- [EXTRACTED RECORDS]:
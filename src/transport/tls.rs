//! rustls client configuration from PEM files

use crate::error::MqttError;
use std::fs::File;
use std::io::BufReader;
use std::path::Path;
use tokio_rustls::rustls::pki_types::{CertificateDer, PrivateKeyDer, ServerName};
use tokio_rustls::rustls::{ClientConfig, RootCertStore};

/// Trust `ca_file`, optionally presenting a client certificate
pub fn build_client_config(
    ca_file: &Path,
    cert_file: Option<&Path>,
    key_file: Option<&Path>,
) -> Result<ClientConfig, MqttError> {
    let mut roots = RootCertStore::empty();
    for cert in load_certs(ca_file)? {
        roots
            .add(cert)
            .map_err(|e| MqttError::Tls(format!("invalid CA certificate: {e}")))?;
    }

    let builder = ClientConfig::builder().with_root_certificates(roots);
    match (cert_file, key_file) {
        (Some(cert_file), Some(key_file)) => {
            let chain = load_certs(cert_file)?;
            let key = load_private_key(key_file)?;
            builder
                .with_client_auth_cert(chain, key)
                .map_err(|e| MqttError::Tls(format!("invalid client certificate: {e}")))
        }
        _ => Ok(builder.with_no_client_auth()),
    }
}

/// SNI / verification name for the broker host
pub fn server_name(host: &str) -> Result<ServerName<'static>, MqttError> {
    ServerName::try_from(host)
        .map(|name| name.to_owned())
        .map_err(|_| MqttError::Tls(format!("invalid server name: {host}")))
}

fn open(path: &Path) -> Result<BufReader<File>, MqttError> {
    File::open(path)
        .map(BufReader::new)
        .map_err(|e| MqttError::Tls(format!("cannot open {}: {e}", path.display())))
}

fn load_certs(path: &Path) -> Result<Vec<CertificateDer<'static>>, MqttError> {
    let mut reader = open(path)?;
    let certs = rustls_pemfile::certs(&mut reader)
        .collect::<Result<Vec<_>, _>>()
        .map_err(|e| MqttError::Tls(format!("cannot parse {}: {e}", path.display())))?;

    if certs.is_empty() {
        return Err(MqttError::Tls(format!(
            "no certificates found in {}",
            path.display()
        )));
    }
    Ok(certs)
}

fn load_private_key(path: &Path) -> Result<PrivateKeyDer<'static>, MqttError> {
    let mut reader = open(path)?;
    rustls_pemfile::private_key(&mut reader)
        .map_err(|e| MqttError::Tls(format!("cannot parse {}: {e}", path.display())))?
        .ok_or_else(|| MqttError::Tls(format!("no private key found in {}", path.display())))
}
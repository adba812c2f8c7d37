//! Configuration loading and validation tests
//!
//! Tests focus on BEHAVIOR of configuration loading, validation, and error handling.

use homegear_mqtt::config::{ConfigError, MqttSettings};
use homegear_mqtt::protocol::QoS;
use homegear_mqtt::{MqttClient, MqttError};
use std::io::Write;
use std::time::Duration;
use tempfile::NamedTempFile;

fn write_config(content: &str) -> NamedTempFile {
    let mut temp_file = NamedTempFile::new().unwrap();
    writeln!(temp_file, "{content}").unwrap();
    temp_file
}

#[test]
fn test_config_loads_successfully_from_valid_toml() {
    let temp_file = write_config(
        r#"
enabled = true
broker_address = "broker.local"
broker_port = 1884
client_id = "homegear-main"
username = "homegear"
password = "secret"
topic_prefix = "homegear/5678"
qos = 1

[timeouts]
ack_ms = 2500
"#,
    );

    let settings = MqttSettings::load_from_file(temp_file.path()).unwrap();

    assert!(settings.enabled);
    assert_eq!(settings.broker_endpoint(), "broker.local:1884");
    assert_eq!(settings.client_id, "homegear-main");
    assert_eq!(settings.username.as_deref(), Some("homegear"));
    assert_eq!(settings.topic_prefix, "homegear/5678");
    assert_eq!(settings.qos_level(), QoS::AtLeastOnce);
    assert_eq!(settings.timeouts.ack(), Duration::from_millis(2500));
    assert_eq!(settings.timeouts.connect(), Duration::from_millis(5000));
}

#[test]
fn test_empty_file_gives_defaults() {
    let temp_file = write_config("");
    let settings = MqttSettings::load_from_file(temp_file.path()).unwrap();
    assert_eq!(settings, MqttSettings::default());
    assert!(!settings.enabled);
}

#[test]
fn test_missing_file_is_a_read_error() {
    let result = MqttSettings::load_from_file(std::path::Path::new("/nonexistent/mqtt.toml"));
    assert!(matches!(result, Err(ConfigError::FileRead(_))));
}

#[test]
fn test_invalid_toml_is_a_parse_error() {
    let temp_file = write_config("broker_port = \"not a number\"");
    let result = MqttSettings::load_from_file(temp_file.path());
    assert!(matches!(result, Err(ConfigError::TomlParse(_))));
}

#[test]
fn test_invalid_values_are_rejected_on_load() {
    let temp_file = write_config("qos = 2");
    let result = MqttSettings::load_from_file(temp_file.path());
    assert!(matches!(result, Err(ConfigError::InvalidConfig(_))));

    let temp_file = write_config("use_tls = true");
    let result = MqttSettings::load_from_file(temp_file.path());
    assert!(matches!(result, Err(ConfigError::InvalidConfig(_))));
}

#[test]
fn test_client_rejects_invalid_settings() {
    let settings = MqttSettings {
        enabled: true,
        keepalive_seconds: 0,
        ..Default::default()
    };
    let result = MqttClient::new(settings);
    assert!(matches!(
        result,
        Err(MqttError::Config(ConfigError::InvalidConfig(_)))
    ));
}

#[tokio::test]
async fn test_tls_with_missing_ca_fails_at_start() {
    let settings = MqttSettings {
        enabled: true,
        use_tls: true,
        ca_file: Some("/nonexistent/ca.pem".into()),
        ..Default::default()
    };
    let client = MqttClient::new(settings).unwrap();

    let result = client.start().await;
    assert!(matches!(result, Err(MqttError::Tls(_))));
    assert!(!client.is_running());
}

#[test]
fn test_settings_round_trip_through_toml() {
    let settings = MqttSettings {
        enabled: true,
        client_id: "homegear-1".to_string(),
        qos: 0,
        ..Default::default()
    };
    let text = toml::to_string_pretty(&settings).unwrap();
    let temp_file = write_config(&text);

    let loaded = MqttSettings::load_from_file(temp_file.path()).unwrap();
    assert_eq!(loaded, settings);
}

- [PROBLEM DESCRIPTION]: Using the material above, please count the lines in which the word "host" occurs and give the number with nothing added.

- [SOLUTION]: 4